頼朝政権の正当性の変遷
幕府というのは、もともとは「将軍が戦争の時に拠点とした陣営」というのは、前に記事で書いた事があります。
つまり将軍の御座所。住んでるところ。いる空間を指します。
その意味で、鎌倉幕府は3つありました。
①源頼朝が大倉郷に新邸を作った大倉幕府(1180-1225)
②4代将軍藤原頼経が執務した宇都宮辻子幕府(1225-1236)
③4代将軍藤原頼経から最後の9代将軍守邦親王まで続いた若宮大路幕府(1236-1333)
頼朝が大倉幕府を開いた日は、御家人は311人も集まり、頼朝を「東国の主」に推しました。
頼朝自身、以仁王の令旨によって、自分自身の東国支配を正当化していました。
頼朝挙兵のきっかけにもなった、以仁王の令旨では、かつての壬申の乱になぞらえていました。
以仁王自身を大海人皇子、高倉上皇を天智天皇、安徳天皇を大友皇子と。
令旨には、平家に担がれている高倉上皇と安徳天皇を討って、以仁王が皇位につくと宣言していました。
以仁王は撃たれてしまいましたが、頼朝は令旨を自身の東国支配の正当化に利用し続けます。
高倉上皇や安徳天皇の京都政権、それを担ぐ平家達とは、妥協をするつもりはないという事で、東国政権を固め、東国の主としての道を歩みました。
頼朝を支える東国御家人達も、それが最大の望みでもありました。
そこに変化が生じるのが、源(木曾)義仲の上洛でした。
義仲が京都で略奪や粗暴な振る舞いが多いと言われてもいますが、実はこの頃、頼朝は後白河法皇と連絡を緊密に取り合い、義仲の立場を悪くしたのも大きな原因なのです。

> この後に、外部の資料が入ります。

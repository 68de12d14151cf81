use super::{error_message, inspect, parse_program, run_captured};
use crate::eval;
use crate::new_environment;
use monkey_ir::StringInterner;
use pretty_assertions::assert_eq;

#[test]
fn error_messages() {
    let cases = [
        ("5 + true;", "type mismatch: INTEGER + BOOLEAN"),
        ("5 + true; 5;", "type mismatch: INTEGER + BOOLEAN"),
        ("-true", "unknown operator: -BOOLEAN"),
        ("true + false;", "unknown operator: BOOLEAN + BOOLEAN"),
        ("5; true + false; 5", "unknown operator: BOOLEAN + BOOLEAN"),
        (
            "if (10 > 1) { true + false; }",
            "unknown operator: BOOLEAN + BOOLEAN",
        ),
        (
            "if (10 > 1) { if (10 > 1) { return true + false; } return 1; }",
            "unknown operator: BOOLEAN + BOOLEAN",
        ),
        ("foobar", "identifier not found: foobar"),
        (r#""Hello" - "World""#, "unknown operator: STRING - STRING"),
        ("1 / 0", "division by zero"),
        ("1 == true", "type mismatch: INTEGER == BOOLEAN"),
        ("1[0]", "index operator not supported: INTEGER"),
        (r#"[1]["0"]"#, "index operator not supported: ARRAY[STRING]"),
    ];
    for (source, expected) in cases {
        assert_eq!(error_message(source), expected, "{source}");
    }
}

#[test]
fn arity_mismatch() {
    assert_eq!(
        error_message("let add = fn(a, b) { a + b }; add(1);"),
        "wrong number of arguments: want=2, got=1"
    );
    assert_eq!(
        error_message("fn() { 1 }(1, 2)"),
        "wrong number of arguments: want=0, got=2"
    );
}

#[test]
fn errors_inspect_with_prefix() {
    assert_eq!(inspect("foobar"), "ERROR: identifier not found: foobar");
}

#[test]
fn errors_pass_through_function_boundaries() {
    let source = "let f = fn() { missing }; let g = fn() { f(); 1 }; g()";
    assert_eq!(error_message(source), "identifier not found: missing");
}

#[test]
fn errors_stop_argument_evaluation() {
    let (result, output) = run_captured("puts(1, nope, puts(2))");
    assert_eq!(result.unwrap_err().to_string(), "identifier not found: nope");
    assert_eq!(output, "");
}

#[test]
fn errors_stop_array_and_hash_evaluation() {
    let (result, output) = run_captured("[puts(1), 1 + true, puts(2)]");
    assert_eq!(result.unwrap_err().to_string(), "type mismatch: INTEGER + BOOLEAN");
    assert_eq!(output, "1\n");
    let (result, output) = run_captured(r#"{"a": x, "b": puts(1)}"#);
    assert_eq!(result.unwrap_err().to_string(), "identifier not found: x");
    assert_eq!(output, "");
}

#[test]
fn error_in_condition_skips_branches() {
    let (result, output) = run_captured("if (1 + true) { puts(1) } else { puts(2) }");
    assert!(result.is_err());
    assert_eq!(output, "");
}

#[test]
fn error_carries_innermost_span() {
    let interner = StringInterner::new();
    let source = "let x = 1; x + (2 * foo)";
    let program = parse_program(source, &interner);
    let error = eval(&program, &new_environment(), &interner).unwrap_err();
    let span = error.span.unwrap();
    assert_eq!(&source[span.to_range()], "foo");
}

#[test]
fn overflow_is_reported() {
    assert_eq!(
        error_message("9223372036854775807 + 1"),
        "integer overflow: 9223372036854775807 + 1"
    );
}

#[test]
fn bindings_before_an_error_survive() {
    let interner = StringInterner::new();
    let env = new_environment();
    let program = parse_program("let a = 1; a + true; let b = 2;", &interner);
    assert!(eval(&program, &env, &interner).is_err());
    let check = parse_program("a", &interner);
    assert_eq!(eval(&check, &env, &interner).unwrap().inspect(&interner), "1");
    let missing = parse_program("b", &interner);
    assert!(eval(&missing, &env, &interner).is_err());
}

京都の情勢は変わっていました、高倉上皇はすでに亡くなり、安徳天皇も平家とともに都落ちしていたので、いまさら以仁王の令旨は正当性を失っていました。
そこで後白河から頼朝に出されたのが、寿永二年十月宣旨です。
これによって頼朝による、東国の支配権を認められたのです。
朝廷からの公認で、もちろん頼朝政権にとって新たな正当性となりました。
こののち頼朝は朝廷に、源義経を追討する為、守護・地頭の設置を認めてもらいます。
さらに頼朝は朝廷改革に乗り出します。
頼朝が推薦する10人の議奏公卿の合議。頼朝が信頼する公家・九条兼実を内覧に推薦、、、からの摂政就任と後白河法皇の権力に規制をかけました。